Elvetino veut rouvrir le 8 juin les voitures-restaurants sur les lignes principales 1 et 8. Gurvinder Singh est content car plus le confinement dure, plus il a peur qu'Elvetino envisage de licencier ou d'appliquer d'autres mesures d'économies. « Actuellement nous ne pouvons qu'attendre et voir ce que cela va donner », dit-il l'air soucieux. Mais il fait aussi attention au risque d'infection, avant tout à cause des répercussions financières: il a une franchise de 2500 fr. pour les frais médicaux et subit un manque à gagner s'il ne peut plus travailler car sa participation au chiffre d'affaire tombe (cela représente entre 30 et 100 fr. par mois) ainsi que les pourboires (entre 200 et 300 fr.-). Naturellement, ces parts de revenu lui manquent aussi à l'heure actuelle.

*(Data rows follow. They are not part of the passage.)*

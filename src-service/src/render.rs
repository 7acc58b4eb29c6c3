//! Render dispatcher.
//!
//! One dispatcher per panel. It is the only writer of per-key selection and
//! of the "last drawn" cache, and it issues draws only for keys whose
//! appearance actually changed. A full redraw happens at startup and
//! whenever one is requested after a key press.

use std::sync::Arc;

use tokio::sync::watch;
use tokio_util::sync::CancellationToken;
use tracing::{debug, info};

use crate::buttons::{Button, ButtonModel};
use crate::deck::{DeckHandle, KeyFace, KeyImage};
use crate::state::{SharedStore, StateSnapshot};
use crate::video::VideoKey;

/// Requests a full redraw from every render dispatcher.
#[derive(Debug, Clone)]
pub struct RedrawTrigger {
    tx: Arc<watch::Sender<u64>>,
}

impl RedrawTrigger {
    pub fn request(&self) {
        self.tx.send_modify(|generation| *generation += 1);
    }
}

/// Create a trigger and the receiver handed to each dispatcher.
pub fn redraw_channel() -> (RedrawTrigger, watch::Receiver<u64>) {
    let (tx, rx) = watch::channel(0);
    (RedrawTrigger { tx: Arc::new(tx) }, rx)
}

/// How a key looks for a given selection state.
pub fn key_image(button: &Button, selected: bool) -> KeyImage {
    let highlight = if selected { button.highlight() } else { None };
    if button.label().is_empty() && highlight.is_none() {
        return KeyImage::Blank;
    }
    KeyImage::Face(KeyFace {
        label: button.label().to_string(),
        highlight,
    })
}

pub struct RenderDispatcher {
    model: Arc<ButtonModel>,
    store: SharedStore,
    deck: DeckHandle,
    /// Key handed to the video source while it streams
    video: Option<VideoKey>,
    selected: Vec<bool>,
    drawn: Vec<Option<KeyImage>>,
    redraw: watch::Receiver<u64>,
    cancel: CancellationToken,
}

impl RenderDispatcher {
    pub fn new(
        model: Arc<ButtonModel>,
        store: SharedStore,
        deck: DeckHandle,
        video: Option<VideoKey>,
        redraw: watch::Receiver<u64>,
        cancel: CancellationToken,
    ) -> Self {
        let key_count = deck.info.key_count;
        Self {
            selected: vec![false; model.len()],
            drawn: vec![None; key_count],
            model,
            store,
            deck,
            video,
            redraw,
            cancel,
        }
    }

    /// Compute the draws that bring the panel in line with `snapshot`.
    ///
    /// With `full` every key is returned; otherwise only keys whose image
    /// differs from what was last drawn.
    pub fn reconcile(&mut self, snapshot: &StateSnapshot, full: bool) -> Vec<(usize, KeyImage)> {
        let mut draws = Vec::new();
        let mut flipped = 0;

        for index in 0..self.drawn.len() {
            let image = match self.model.get(index) {
                Some(button) => {
                    let selected = button.is_selected_in(snapshot);
                    if self.selected[index] != selected {
                        self.selected[index] = selected;
                        flipped += 1;
                    }
                    key_image(button, selected)
                }
                None => KeyImage::Blank,
            };

            // Frames own the key; repaint it once the source lets go.
            if self.video_is_live(index) {
                self.drawn[index] = None;
                continue;
            }

            if full || self.drawn[index].as_ref() != Some(&image) {
                self.drawn[index] = Some(image.clone());
                draws.push((index, image));
            }
        }

        if flipped > 0 {
            debug!(
                "[Render] Deck {}: revision {}, {} keys flipped",
                self.deck.id,
                snapshot.revision(),
                flipped
            );
        }
        draws
    }

    fn video_is_live(&self, index: usize) -> bool {
        self.video
            .as_ref()
            .is_some_and(|video| video.index == index && video.is_live())
    }

    /// Whether the button at `index` currently reads as selected.
    #[allow(dead_code)]
    pub fn is_selected(&self, index: usize) -> bool {
        self.selected.get(index).copied().unwrap_or(false)
    }

    fn draw(&self, draws: Vec<(usize, KeyImage)>) {
        for (index, image) in draws {
            self.deck.draw(index, image);
        }
    }

    pub async fn run(mut self) {
        let mut changes = self.store.subscribe();
        changes.borrow_and_update();
        self.redraw.borrow_and_update();
        let deck_gone = self.deck.cancelled().clone();
        let mut redraw_open = true;

        let snapshot = self.store.snapshot();
        let draws = self.reconcile(&snapshot, true);
        info!(
            "[Render] Deck {}: initial draw of {} keys",
            self.deck.id,
            draws.len()
        );
        self.draw(draws);

        loop {
            let full = tokio::select! {
                _ = self.cancel.cancelled() => break,
                _ = deck_gone.cancelled() => break,
                changed = changes.changed() => {
                    if changed.is_err() {
                        break;
                    }
                    changes.borrow_and_update();
                    false
                }
                requested = self.redraw.changed(), if redraw_open => {
                    if requested.is_err() {
                        redraw_open = false;
                        continue;
                    }
                    self.redraw.borrow_and_update();
                    true
                }
            };

            let snapshot = self.store.snapshot();
            let draws = self.reconcile(&snapshot, full);
            self.draw(draws);
        }
        debug!("[Render] Deck {}: stopped", self.deck.id);
    }
}

#[cfg(test)]
mod tests {
    use super::*;
    use crate::config::PollConfig;
    use crate::deck::headless::{headless, HeadlessHandle};
    use crate::deck::{spawn_session, DeckSession};
    use crate::pollers::CommandPoller;
    use crate::state::StateStore;
    use std::time::Duration;
    use tokio::sync::mpsc;
    use voctodeck_common::{default_layout, Binding, ButtonSpec, Rgb, StateKey, SCENE_COLOR};

    fn dispatcher(
        specs: Vec<ButtonSpec>,
        key_count: usize,
    ) -> (RenderDispatcher, SharedStore, DeckSession, HeadlessHandle, CancellationToken) {
        let root = CancellationToken::new();
        let (deck, panel) = headless(key_count);
        let (events_tx, _) = mpsc::unbounded_channel();
        let session = spawn_session(0, Box::new(deck), 30, events_tx, &root).unwrap();
        let store = Arc::new(StateStore::new(root.clone()));
        let (_trigger, redraw) = redraw_channel();
        let render = RenderDispatcher::new(
            Arc::new(ButtonModel::new(specs)),
            Arc::clone(&store),
            session.handle.clone(),
            None,
            redraw,
            root.clone(),
        );
        (render, store, session, panel, root)
    }

    #[tokio::test]
    async fn startup_draws_every_key_and_blanks_the_rest() {
        let (mut render, store, session, _panel, root) =
            dispatcher(default_layout()[..3].to_vec(), 6);
        let draws = render.reconcile(&store.snapshot(), true);

        assert_eq!(draws.len(), 6);
        assert!(matches!(&draws[0].1, KeyImage::Face(face) if face.label == "PC\nFULL"));
        assert!(draws[3..].iter().all(|(_, image)| image.is_blank()));

        root.cancel();
        session.join().await;
    }

    #[tokio::test]
    async fn only_changed_keys_are_redrawn() {
        let (mut render, store, session, _panel, root) = dispatcher(default_layout(), 15);
        render.reconcile(&store.snapshot(), true);

        store.assert(StateKey::SceneLayout, "pc-full");
        let draws = render.reconcile(&store.snapshot(), false);
        assert_eq!(draws.len(), 1);
        assert_eq!(
            draws[0],
            (
                0,
                KeyImage::Face(KeyFace {
                    label: "PC\nFULL".into(),
                    highlight: Some(SCENE_COLOR),
                })
            )
        );

        // Switching scenes flips exactly two keys.
        store.assert(StateKey::SceneLayout, "cam-full");
        let draws = render.reconcile(&store.snapshot(), false);
        let keys: Vec<usize> = draws.iter().map(|(i, _)| *i).collect();
        assert_eq!(keys, vec![0, 1]);
        assert!(!render.is_selected(0));
        assert!(render.is_selected(1));

        // Unrelated no-op snapshot draws nothing.
        assert!(render.reconcile(&store.snapshot(), false).is_empty());

        root.cancel();
        session.join().await;
    }

    #[tokio::test]
    async fn exactly_one_scene_is_selected_at_a_time() {
        let (mut render, store, session, _panel, root) = dispatcher(default_layout(), 15);
        let scenes = ["pc-full", "cam-full", "pip", "sbs-preview", "sbs-equal"];
        for scene in scenes.iter().cycle().take(20) {
            store.assert(StateKey::SceneLayout, *scene);
            render.reconcile(&store.snapshot(), false);
            let selected = (0..15)
                .filter(|&i| render.is_selected(i))
                .filter(|&i| matches!(default_layout()[i].binding, Binding::Scene { .. }))
                .count();
            assert_eq!(selected, 1);
        }

        root.cancel();
        session.join().await;
    }

    #[tokio::test]
    async fn bound_button_on_the_video_key_flips_without_a_source() {
        let (mut render, store, session, _panel, root) = dispatcher(default_layout(), 15);
        render.video = Some(VideoKey::new(0));
        render.reconcile(&store.snapshot(), true);

        store.assert(StateKey::SceneLayout, "pc-full");
        let draws = render.reconcile(&store.snapshot(), false);
        let keys: Vec<usize> = draws.iter().map(|(i, _)| *i).collect();
        assert_eq!(keys, vec![0]);
        assert!(render.is_selected(0));

        root.cancel();
        session.join().await;
    }

    #[tokio::test]
    async fn streaming_video_key_is_skipped_until_released() {
        let (mut render, store, session, _panel, root) = dispatcher(default_layout(), 15);
        let video = VideoKey::new(0);
        render.video = Some(video.clone());
        render.reconcile(&store.snapshot(), true);

        assert!(video.claim());
        store.assert(StateKey::SceneLayout, "pc-full");
        assert!(render
            .reconcile(&store.snapshot(), false)
            .iter()
            .all(|(i, _)| *i != 0));
        assert!(render
            .reconcile(&store.snapshot(), true)
            .iter()
            .all(|(i, _)| *i != 0));
        // Selection still tracks state underneath the frames.
        assert!(render.is_selected(0));

        assert!(video.release());
        assert_eq!(
            render.reconcile(&store.snapshot(), false),
            vec![(
                0,
                KeyImage::Face(KeyFace {
                    label: "PC\nFULL".into(),
                    highlight: Some(SCENE_COLOR),
                })
            )]
        );

        root.cancel();
        session.join().await;
    }

    #[tokio::test]
    async fn predicate_toggle_redraws_once_per_flip() {
        let flag = tempfile::NamedTempFile::new().unwrap();
        let flag_path = flag.path().to_path_buf();
        let mut specs = default_layout();
        specs[4] = ButtonSpec::new(
            "vpn",
            "VPN",
            Binding::Command {
                predicate: format!("test -e '{}'", flag_path.display()),
            },
        );
        specs[4].color = Some(Rgb(0, 255, 0));

        let (render, store, session, panel, root) = dispatcher(specs, 15);
        let poller = CommandPoller::new(
            vec![(
                "vpn".to_string(),
                format!("test -e '{}'", flag_path.display()),
            )],
            &PollConfig::default(),
            Arc::clone(&store),
            root.clone(),
        );
        let task = tokio::spawn(render.run());

        let draws_of_vpn = || panel.draws().iter().filter(|&&i| i == 4).count();
        async fn settle(expected: usize, count: &dyn Fn() -> usize) {
            for _ in 0..200 {
                if count() >= expected {
                    break;
                }
                tokio::time::sleep(Duration::from_millis(10)).await;
            }
            // Give any extra draw a chance to show up.
            tokio::time::sleep(Duration::from_millis(100)).await;
            assert_eq!(count(), expected);
        }

        // Initial full draw.
        settle(1, &draws_of_vpn).await;

        // File exists: selected. Polling again changes nothing.
        store.apply(&poller.poll_once().await);
        store.apply(&poller.poll_once().await);
        settle(2, &draws_of_vpn).await;

        // Removed: deselected, once.
        std::fs::remove_file(&flag_path).unwrap();
        store.apply(&poller.poll_once().await);
        store.apply(&poller.poll_once().await);
        settle(3, &draws_of_vpn).await;

        // Back again.
        std::fs::write(&flag_path, b"").unwrap();
        store.apply(&poller.poll_once().await);
        settle(4, &draws_of_vpn).await;

        root.cancel();
        task.await.unwrap();
        session.join().await;
    }
}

Oliver Passaglia (37 ans), conducteur de tracteur d'avion

Fi  Oliver Passaglia est employé par Swissport à l'aéroport de Zurich comme chauffeur de camion push back. Il déplace également des avions avec un tracteur. Par ailleurs, il est instructeur et membre de la commission du personnel. Son team travaille 24h sur 24 en quatre équipes. Avant début mars, jusqu'à 13 personnes étaient parfois en service en même temps. Actuellement, un effectif moins grand suffit amplement. Au mois d'avril, lui et ses collègues ont travaillé en moyenne un jour par semaine seulement et en mai, il en sera certainement de même. Heureusement, les avions en stationnement sont soumis à un entretien régulier et doivent être déplacés. Sinon, la situation serait bien pire. « Actuellement, les terminaux sont déserts et sur le tarmac on entend même siffler le vent », raconte Oliver. Ce silence étrange est inquiétant et tous se font du souci pour l'avenir. « Même si nous sommes convaincus qu'on aura encore besoin de nous pour faire ce travail ». D'ici la fin de l'année, Swissport espère pouvoir réaliser jusqu'à 75% du chiffre d'affaires et retourner à la normale d'ici le deuxième semestre 2021. Vu que Swissport appartient à un groupe chinois et en raison de sa structure d'entreprise internationale, Swissport ne reçoit actuellement aucune aide d'État en Suisse. Quoi qu’il en soit, à l'heure actuelle, tous les collaborateurs ont droit aux indemnités de chômage partiel à raison de 80% de leur salaire. Jusqu'à présent, Swissport n'a pas versé la différence de 20%, contrairement à Flughafen AG. Dès le 1er avril, Oliver perçoit 80% de son 80%, étant donné qu'il a réduit son taux d'activité de 20%. Ceci était prévu depuis longtemps, car il voulait aider de temps en temps un collègue qui a un garage. Mécanicien automobile est en effet sa profession initiale. Au début de la crise, Swissport a demandé de prendre les heures supplémentaires et les vacances. Or, depuis que le chômage partiel a été introduit, ils n'en parlent plus. Toutefois, les vacances qui étaient enregistrées doivent être prises. Oliver ne sait pas s'il pourra rendre visite à sa famille en Allemagne cette semaine pendant ses congés. Le respect des distances et les mesures pour éviter la contamination sont plus faciles à appliquer pour un chauffeur de camion push back que pour quelqu'un qui est au check-in. En ce qui le concerne, Oliver n'a pas peur, mais il soutient pleinement la protection des groupes à risque.